Humanising Translation Technology

Recently The Independent had an article about Google Translate which turned out to be an extract from a book by David Bellos. I certainly don’t agree with everything he says, and it is a bit waffly, but I do appreciate the direction he takes the piece.

It is not based on the intellectual presuppositions of early machine translation efforts – it isn’t an algorithm designed only to extract the meaning of an expression from its syntax and vocabulary.

In fact, at bottom, it doesn’t deal with meaning at all. Instead of taking a linguistic expression as something that requires decoding, Google Translate (GT) takes it as something that has probably been said before.

As I’ve noted before, I think this is incorrect – but would be a simple error to make for the non tech savvy or those without access to the source (as Levy did in my previous post). The reality is that search and translation are peas in a pod – both processes are looking for meaning. While I understand and accept that David is probably very close to the truth, Google themselves would be foolish if they weren’t letting their research in these two fields inform each other.

It uses vast computing power to scour the internet in the blink of an eye, looking for the expression in some text that exists alongside its paired translation.

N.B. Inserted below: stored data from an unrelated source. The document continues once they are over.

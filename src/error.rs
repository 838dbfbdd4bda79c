use thiserror::Error;

use crate::store::StoreError;

#[derive(Debug, Error)]
pub enum SchedulerError {
    #[error("validation error: {0}")]
    Validation(String),
    #[error("not found: entity={entity}, id={id}")]
    NotFound { entity: String, id: String },
    #[error("conflict: {0}")]
    Conflict(String),
    #[error("invalid transition for {entity}: {from} -> {to}")]
    InvalidTransition {
        entity: &'static str,
        from: String,
        to: String,
    },
    #[error("transient infrastructure error: {0}")]
    Transient(String),
    #[error("permanent compute error: {0}")]
    Permanent(String),
}

impl SchedulerError {
    pub fn validation(message: impl Into<String>) -> Self {
        Self::Validation(message.into())
    }

    pub fn not_found(entity: &str, id: &str) -> Self {
        Self::NotFound {
            entity: entity.to_string(),
            id: id.to_string(),
        }
    }

    pub fn permanent(message: impl Into<String>) -> Self {
        Self::Permanent(message.into())
    }

    /// Only infrastructure failures are worth another attempt.
    pub fn is_retryable(&self) -> bool {
        matches!(self, Self::Transient(_))
    }
}

// StoreError 映射：
// - Sled / CAS 重试耗尽 -> Transient（存储暂不可用，可重试）
// - Serialization / Migration -> Permanent（数据损坏，重试无意义）
impl From<StoreError> for SchedulerError {
    fn from(value: StoreError) -> Self {
        match value {
            StoreError::Validation(msg) => Self::Validation(msg),
            StoreError::NotFound { entity, key } => Self::NotFound { entity, id: key },
            StoreError::Conflict { entity, key } => {
                Self::Conflict(format!("{entity} already exists: {key}"))
            }
            StoreError::Sled(e) => Self::Transient(e.to_string()),
            StoreError::CasRetryExhausted { .. } => Self::Transient(value.to_string()),
            StoreError::Serialization(e) => Self::Permanent(format!("corrupt record: {e}")),
            StoreError::Migration { .. } => Self::Permanent(value.to_string()),
        }
    }
}

#[cfg(test)]
mod tests {
    use super::*;

    #[test]
    fn sled_errors_are_retryable() {
        let err: SchedulerError =
            StoreError::Sled(sled::Error::Unsupported("offline".to_string())).into();
        assert!(err.is_retryable());
    }

    #[test]
    fn validation_and_not_found_are_not_retryable() {
        let v: SchedulerError = StoreError::Validation("bad".to_string()).into();
        assert!(matches!(v, SchedulerError::Validation(_)));
        assert!(!v.is_retryable());

        let nf: SchedulerError = StoreError::NotFound {
            entity: "goal".to_string(),
            key: "g1".to_string(),
        }
        .into();
        assert!(matches!(nf, SchedulerError::NotFound { .. }));
        assert!(!nf.is_retryable());
    }

    #[test]
    fn corrupt_data_is_permanent() {
        let json_err = serde_json::from_str::<u32>("not-json").unwrap_err();
        let err: SchedulerError = StoreError::Serialization(json_err).into();
        assert!(matches!(err, SchedulerError::Permanent(_)));
    }
}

The corpus it can scan includes all the paper put out since 1957 by the EU in two dozen languages, everything the UN and its agencies have ever done in writing in six official languages, and huge amounts of other material, from the records of international tribunals to company reports and all the articles and books in bilingual form that have been put up on the web by individuals, libraries, booksellers, authors and academic departments.

Drawing on the already established patterns of matches between these millions of paired documents, Google Translate uses statistical methods to pick out the most probable acceptable version of what’s been submitted to it.

Much of the time, it works. It’s quite stunning. And it is largely responsible for the new mood of optimism about the prospects for “fully automated high-quality machine translation”.

Google Translate could not work without a very large pre-existing corpus of translations. It is built upon the millions of hours of labour of human translators who produced the texts that GT scours.

Google’s own promotional video doesn’t dwell on this at all. At present it offers two-way translation between 58 languages, that is 3,306 separate translation services, more than have ever existed in all human history to date.

Here he makes an interesting point – and one that I’ve been pushing to surmount since I started this blog – that the Translators should be recognised for their contributions, as coders are in the FLOSS ecosystem. When I think on it further though, I wonder if it matters – does the family of the now passed translator from early last century care that Google has made all our lives better without attribution? Do the makers of the innumerable stone axe heads deserve attribution for their work in fine tuning a useful tool? Will the 23rd century users of C-3PO like robots or BabelFish care, and even if they did – would it matter to me or David?

GT is also a splendidly cheeky response to one of the great myths of modern language studies. It was claimed, and for decades it was barely disputed, that what was so special about a natural language was that its underlying structure allowed an infinite number of different sentences to be generated by a finite set of words and rules.

A few wits pointed out that this was no different from a British motor car plant, capable of producing an infinite number of vehicles each one of which had something different wrong with it – but the objection didn’t make much impact outside Oxford.

GT deals with translation on the basis not that every sentence is different, but that anything submitted to it has probably been said before. Whatever a language may be in principle, in practice it is used most commonly to say the same things over and over again. There is a good reason for that. In the great basement that is the foundation of all human activities, including language behaviour, we find not anything as abstract as “pure meaning”, but common human needs and desires.

All languages serve those same needs, and serve them equally well. If we do say the same things over and over again, it is because we encounter the same needs, feel the same fears, desires and sensations at every turn. The skills of translators and the basic design of GT are, in their different ways, parallel reflections of our common humanity.

And this is where I enjoyed this piece – apart from the always welcome English humour – the return to humanism, the bringing of all this technological talk to the poetic, the beautiful. Technology is a reflection of our humanity – as well as an amplifier of our desirers and expander of our horizons. And this is the great unspoken promise of a functional GT that is available to all for free.